1

I am having issues with parsing a website. There seems to be a "403 Forbidden" error. Does that mean I cannot scrape through the website? If so, is there some sort of work around?

import requests
from bs4 import BeautifulSoup
import lxml

URL = 'https://frequentmiler.com/best-credit-card-sign-up-offers/'
webpage = requests.get(URL)

soup = BeautifulSoup(webpage.content, 'lxml')

print(soup.prettify())

This returns:

<html>
 <head>
  <title>
   403 Forbidden
  </title>
 </head>
 <body>
  <center>
   <h1>
    403 Forbidden
   </h1>
  </center>
  <hr/>
  <center>
   nginx
  </center>
 </body>
</html>
ajp093
  • 27
  • 3
  • Does this answer your question? [Python requests. 403 Forbidden](https://stackoverflow.com/questions/38489386/python-requests-403-forbidden) – Gino Mempin Feb 27 '21 at 04:15
  • check out the answer in [this](https://stackoverflow.com/a/71018471/10729303) thread. – nipun Feb 07 '22 at 12:21

2 Answers2

2

The website is knowing that you're trying to get a source page from a python code, you must escape this by adding a user-agent in request headers.

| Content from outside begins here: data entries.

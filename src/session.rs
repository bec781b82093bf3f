//! Per-tab session: the course being studied plus navigation and quiz progress.
//!
//! All mutation goes through `apply` (navigation + progress actions) and the
//! `begin_load` / `finish_load` pair (course loader). The completed-module
//! set is never stored; it is derived from `quiz_answers` on demand.

use std::collections::{BTreeMap, BTreeSet};

use serde::Deserialize;
use tracing::{debug, info, warn};

use crate::celebration::Celebration;
use crate::domain::{CourseDocument, Module, Quiz};
use crate::error::LoadFailure;

/// User actions that mutate a loaded session.
#[derive(Clone, Copy, Debug, Deserialize, PartialEq, Eq)]
#[serde(tag = "type", rename_all = "snake_case")]
pub enum Action {
  Next,
  Previous,
  JumpTo {
    index: usize,
  },
  SubmitAnswer {
    #[serde(rename = "moduleIndex")]
    module_index: usize,
    #[serde(rename = "optionIndex")]
    option_index: usize,
  },
  ResetAnswer {
    #[serde(rename = "moduleIndex")]
    module_index: usize,
  },
  ExitCourse,
  DismissAlert,
}

/// What an action did. `applied == false` means the control was unavailable.
#[derive(Clone, Copy, Debug, Default, PartialEq, Eq)]
pub struct Outcome {
  pub applied: bool,
  pub scroll_to_top: bool,
  /// Set when this action completed the course; the caller schedules the clear.
  pub celebration: Option<u64>,
}

impl Outcome {
  fn unavailable() -> Self {
    Self::default()
  }

  fn applied() -> Self {
    Self { applied: true, ..Self::default() }
  }

  fn moved() -> Self {
    Self { applied: true, scroll_to_top: true, celebration: None }
  }
}

#[derive(Clone, Debug, Default)]
pub struct CourseSession {
  course: Option<CourseDocument>,
  active_module: usize,
  quiz_answers: BTreeMap<usize, usize>,
  loading: bool,
  alert: Option<String>,
  celebration: Celebration,
}

impl CourseSession {
  pub fn new() -> Self {
    Self::default()
  }

  // ---- read side ----

  pub fn course(&self) -> Option<&CourseDocument> {
    self.course.as_ref()
  }

  pub fn active_module_index(&self) -> usize {
    self.active_module
  }

  pub fn active_module(&self) -> Option<&Module> {
    self.course.as_ref()?.modules.get(self.active_module)
  }

  pub fn module_count(&self) -> usize {
    self.course.as_ref().map_or(0, CourseDocument::module_count)
  }

  pub fn is_loading(&self) -> bool {
    self.loading
  }

  pub fn alert(&self) -> Option<&str> {
    self.alert.as_deref()
  }

  pub fn celebration(&self) -> &Celebration {
    &self.celebration
  }

  pub fn answer(&self, module_index: usize) -> Option<usize> {
    self.quiz_answers.get(&module_index).copied()
  }

  fn quiz(&self, module_index: usize) -> Option<&Quiz> {
    self.course.as_ref()?.quiz(module_index)
  }

  /// Answered, and the answer matches the quiz's correct option.
  pub fn is_correct(&self, module_index: usize) -> bool {
    match (self.quiz(module_index), self.answer(module_index)) {
      (Some(q), Some(a)) => q.is_correct(a),
      _ => false,
    }
  }

  pub fn completed_modules(&self) -> BTreeSet<usize> {
    self
      .quiz_answers
      .keys()
      .copied()
      .filter(|&i| self.is_correct(i))
      .collect()
  }

  pub fn completed_count(&self) -> usize {
    self.quiz_answers.keys().filter(|&&i| self.is_correct(i)).count()
  }

  /// `completed / modules`, or 0.0 when no course is loaded.
  pub fn completion_rate(&self) -> f64 {
    match self.module_count() {
      0 => 0.0,
      n => self.completed_count() as f64 / n as f64,
    }
  }

  pub fn has_next(&self) -> bool {
    self.course.is_some() && self.active_module + 1 < self.module_count()
  }

  pub fn has_previous(&self) -> bool {
    self.course.is_some() && self.active_module > 0
  }

  // ---- loader ----

  /// Enter the loading state. Rejected while another upload is in flight.
  pub fn begin_load(&mut self) -> Result<(), LoadFailure> {
    if self.loading {
      return Err(LoadFailure::Busy);
    }
    self.loading = true;
    self.alert = None;
    Ok(())
  }

  /// Apply the loader's result. A valid document replaces all session state;
  /// any failure keeps the previous course and raises the alert.
  pub fn finish_load(&mut self, result: Result<CourseDocument, LoadFailure>) -> Result<(), LoadFailure> {
    self.loading = false;
    let doc = match result.and_then(|doc| doc.validate().map(|_| doc)) {
      Ok(doc) => doc,
      Err(e) => {
        warn!(target: "course", error = %e, kept_course = self.course.is_some(), "Course load failed");
        self.alert = Some(e.alert_text());
        return Err(e);
      }
    };
    info!(target: "course", title = %doc.title, modules = doc.module_count(), "Course loaded");
    self.course = Some(doc);
    self.reset_progress();
    Ok(())
  }

  fn reset_progress(&mut self) {
    self.active_module = 0;
    self.quiz_answers.clear();
    self.celebration.reset();
  }

  // ---- navigation + progress ----

  pub fn apply(&mut self, action: Action) -> Outcome {
    let outcome = match action {
      Action::Next => {
        if self.has_next() { self.move_to(self.active_module + 1) } else { Outcome::unavailable() }
      }
      Action::Previous => {
        if self.has_previous() { self.move_to(self.active_module - 1) } else { Outcome::unavailable() }
      }
      Action::JumpTo { index } => {
        if index < self.module_count() { self.move_to(index) } else { Outcome::unavailable() }
      }
      Action::SubmitAnswer { module_index, option_index } => self.submit_answer(module_index, option_index),
      Action::ResetAnswer { module_index } => self.reset_answer(module_index),
      Action::ExitCourse => self.exit_course(),
      Action::DismissAlert => {
        if self.alert.take().is_some() { Outcome::applied() } else { Outcome::unavailable() }
      }
    };
    debug!(target: "course", ?action, applied = outcome.applied, active = self.active_module, "Session action");
    outcome
  }

  fn move_to(&mut self, index: usize) -> Outcome {
    self.active_module = index;
    Outcome::moved()
  }

  fn submit_answer(&mut self, module_index: usize, option_index: usize) -> Outcome {
    let Some(quiz) = self.quiz(module_index) else { return Outcome::unavailable() };
    if option_index >= quiz.options.len() || self.quiz_answers.contains_key(&module_index) {
      return Outcome::unavailable();
    }

    let before = self.completed_count();
    self.quiz_answers.insert(module_index, option_index);
    let after = self.completed_count();

    let mut outcome = Outcome::applied();
    let total = self.module_count();
    if after == total && before != total {
      let generation = self.celebration.raise();
      info!(target: "course", modules = total, generation, "All modules complete");
      outcome.celebration = Some(generation);
    }
    outcome
  }

  fn reset_answer(&mut self, module_index: usize) -> Outcome {
    if self.quiz_answers.remove(&module_index).is_some() {
      Outcome::applied()
    } else {
      Outcome::unavailable()
    }
  }

  /// Back to the welcome screen. An in-flight upload keeps running and will
  /// land in this same session.
  fn exit_course(&mut self) -> Outcome {
    if self.course.take().is_none() {
      return Outcome::unavailable();
    }
    self.reset_progress();
    self.alert = None;
    Outcome::moved()
  }

  /// Clear the celebration raised for `generation`, if it is still current.
  pub fn clear_celebration(&mut self, generation: u64) -> bool {
    self.celebration.clear(generation)
  }

  #[cfg(test)]
  pub(crate) fn load(&mut self, doc: CourseDocument) -> Result<(), LoadFailure> {
    self.begin_load()?;
    self.finish_load(Ok(doc))
  }
}
//! Small utility helpers used across modules.

/// Log-safe truncation for large strings.
/// Avoids spamming logs with huge response bodies. Cuts on a char boundary.
pub fn trunc_for_log(s: &str, max: usize) -> String {
  if s.len() <= max {
    return s.to_string();
  }
  let mut end = max;
  while !s.is_char_boundary(end) {
    end -= 1;
  }
  format!("{}… ({} bytes total)", &s[..end], s.len())
}

/// Whole-number percentage of `part / total`, 0 when `total` is 0.
pub fn percent(part: usize, total: usize) -> u8 {
  if total == 0 {
    return 0;
  }
  ((part as f64 / total as f64) * 100.0).round().clamp(0.0, 100.0) as u8
}
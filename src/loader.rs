//! HTTP client for the course generator backend.
//!
//! One multipart `POST` per upload, field `file`. The generator answers with
//! the course JSON on success; on internal failure it still answers 200 but
//! with `{"error": "..."}`, which we surface as `LoadFailure::Backend`.
//!
//! NOTE: we never log file contents, only names and sizes.

use std::time::{Duration, Instant};

use reqwest::header::USER_AGENT;
use reqwest::multipart::{Form, Part};
use serde::Deserialize;
use tracing::{error, info, instrument};

use crate::config::PlayerConfig;
use crate::domain::CourseDocument;
use crate::error::LoadFailure;
use crate::util::trunc_for_log;

#[derive(Clone)]
pub struct CourseBackend {
  pub client: reqwest::Client,
  pub upload_url: String,
}

/// Either a course or the generator's error envelope.
#[derive(Deserialize)]
#[serde(untagged)]
enum GeneratorReply {
  Failed { error: String },
  Course(CourseDocument),
}

impl CourseBackend {
  pub fn from_config(cfg: &PlayerConfig) -> Result<Self, reqwest::Error> {
    let client = reqwest::Client::builder()
      .timeout(Duration::from_secs(cfg.request_timeout_secs))
      .build()?;
    Ok(Self { client, upload_url: cfg.upload_url() })
  }

  /// Send `bytes` as `file_name` and return the validated course.
  #[instrument(level = "info", skip(self, bytes), fields(url = %self.upload_url, size = bytes.len()))]
  pub async fn load_course(&self, file_name: &str, bytes: Vec<u8>) -> Result<CourseDocument, LoadFailure> {
    if !accepts_pdf(file_name) {
      return Err(LoadFailure::NotPdf(file_name.to_string()));
    }
    if bytes.is_empty() {
      return Err(LoadFailure::EmptyFile);
    }

    let part = Part::bytes(bytes)
      .file_name(file_name.to_string())
      .mime_str("application/pdf")?;
    let form = Form::new().part("file", part);

    let start = Instant::now();
    let res = self.client.post(&self.upload_url)
      .header(USER_AGENT, "course-player/0.1")
      .multipart(form)
      .send().await
      .map_err(|e| {
        error!(target: "course", elapsed = ?start.elapsed(), error = %e, "Course backend request failed");
        LoadFailure::Network(e)
      })?;

    let status = res.status();
    let body = res.text().await?;
    let elapsed = start.elapsed();
    if !status.is_success() {
      error!(target: "course", %status, ?elapsed, body = %trunc_for_log(&body, 200), "Course backend returned error status");
      return Err(LoadFailure::Status { status, body: trunc_for_log(&body, 200) });
    }

    let doc = parse_reply(&body)?;
    info!(target: "course", ?elapsed, title = %doc.title, modules = doc.module_count(), response_bytes = body.len(), "Course generated");
    Ok(doc)
  }
}

/// Decode and validate a generator response body.
pub fn parse_reply(body: &str) -> Result<CourseDocument, LoadFailure> {
  let doc = match serde_json::from_str::<GeneratorReply>(body) {
    Ok(GeneratorReply::Course(doc)) => doc,
    Ok(GeneratorReply::Failed { error }) => return Err(LoadFailure::Backend(error)),
    // Re-parse as the course shape so the error names the offending field.
    Err(_) => serde_json::from_str::<CourseDocument>(body)?,
  };
  doc.validate()?;
  Ok(doc)
}

/// The file picker only offers PDFs.
pub fn accepts_pdf(file_name: &str) -> bool {
  file_name.to_ascii_lowercase().ends_with(".pdf")
}

#[cfg(test)]
mod tests {
  use super::*;
  use axum::{extract::Multipart, http::StatusCode, routing::post, Json, Router};
  use tokio::net::TcpListener;

  /// Serve `app` on an ephemeral port and return a backend pointed at it.
  async fn backend_for(app: Router) -> CourseBackend {
    let listener = TcpListener::bind("127.0.0.1:0").await.unwrap();
    let addr = listener.local_addr().unwrap();
    tokio::spawn(async move { axum::serve(listener, app).await.unwrap() });
    let cfg = PlayerConfig {
      backend_url: format!("http://{addr}"),
      request_timeout_secs: 5,
      ..PlayerConfig::default()
    };
    CourseBackend::from_config(&cfg).unwrap()
  }

  fn course_json() -> serde_json::Value {
    serde_json::to_value(crate::domain::sample_course()).unwrap()
  }

  #[tokio::test]
  async fn uploads_file_field_and_parses_course() {
    let app = Router::new().route(
      "/test-upload",
      post(|mut form: Multipart| async move {
        let field = form.next_field().await.unwrap().unwrap();
        assert_eq!(field.name(), Some("file"));
        assert_eq!(field.file_name(), Some("notes.pdf"));
        assert_eq!(&field.bytes().await.unwrap()[..], b"%PDF-1.4");
        Json(course_json())
      }),
    );
    let backend = backend_for(app).await;
    let doc = backend.load_course("notes.pdf", b"%PDF-1.4".to_vec()).await.unwrap();
    assert_eq!(doc, crate::domain::sample_course());
  }

  #[tokio::test]
  async fn error_status_is_a_load_failure() {
    let app = Router::new().route("/test-upload", post(|| async { (StatusCode::INTERNAL_SERVER_ERROR, "boom") }));
    let backend = backend_for(app).await;
    match backend.load_course("a.pdf", vec![1]).await {
      Err(LoadFailure::Status { status, body }) => {
        assert_eq!(status, reqwest::StatusCode::INTERNAL_SERVER_ERROR);
        assert_eq!(body, "boom");
      }
      other => panic!("unexpected: {other:?}"),
    }
  }

  #[tokio::test]
  async fn error_envelope_is_a_load_failure() {
    let app = Router::new().route(
      "/test-upload",
      post(|| async { Json(serde_json::json!({ "error": "model overloaded" })) }),
    );
    let backend = backend_for(app).await;
    let err = backend.load_course("a.pdf", vec![1]).await.unwrap_err();
    assert!(matches!(err, LoadFailure::Backend(ref m) if m == "model overloaded"));
  }

  #[tokio::test]
  async fn unreachable_backend_is_a_network_failure() {
    let listener = TcpListener::bind("127.0.0.1:0").await.unwrap();
    let addr = listener.local_addr().unwrap();
    drop(listener);
    let cfg = PlayerConfig { backend_url: format!("http://{addr}"), ..PlayerConfig::default() };
    let backend = CourseBackend::from_config(&cfg).unwrap();
    let err = backend.load_course("a.pdf", vec![1]).await.unwrap_err();
    assert!(matches!(err, LoadFailure::Network(_)));
    assert_eq!(err.alert_text(), "Backend connection failed!");
  }

  #[tokio::test]
  async fn non_pdf_and_empty_files_never_hit_the_network() {
    let cfg = PlayerConfig { backend_url: "http://127.0.0.1:9".into(), ..PlayerConfig::default() };
    let backend = CourseBackend::from_config(&cfg).unwrap();
    assert!(matches!(backend.load_course("slides.pptx", vec![1]).await, Err(LoadFailure::NotPdf(_))));
    assert!(matches!(backend.load_course("a.PDF", vec![]).await, Err(LoadFailure::EmptyFile)));
  }

  #[test]
  fn parse_reply_rejects_html_and_empty_courses() {
    assert!(matches!(parse_reply("<html>502</html>"), Err(LoadFailure::Malformed(_))));
    let empty = r##"{"course_title":"T","theme_color":"#fff","modules":[]}"##;
    assert!(matches!(parse_reply(empty), Err(LoadFailure::EmptyCourse)));
  }

  #[test]
  fn pdf_filter_is_case_insensitive() {
    assert!(accepts_pdf("Report.PDF"));
    assert!(accepts_pdf("x.pdf"));
    assert!(!accepts_pdf("x.pdf.exe"));
    assert!(!accepts_pdf("pdf"));
  }
}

headers = {"user-agent": "Mozilla/5.0 (Windows NT 10.0; Win64; x64) AppleWebKit/537.36 (KHTML, like Gecko) Chrome/88.0.4324.182 Safari/537.36"}
webpage = requests.get(URL,headers=headers)

And now, you are like a human surfer using a simple web browser =).

bguernouti
  • 162
  • 7
  • Amazing.. that worked! How did you determine the user-agent value? Thank you! – ajp093 Feb 27 '21 at 01:47
  • I just tried, but on the first try, I've got it. A little bit of experience and you will able to determine those tricks, keep working! :D – bguernouti Feb 27 '21 at 14:10
0

That means that you're not authorized to view that url.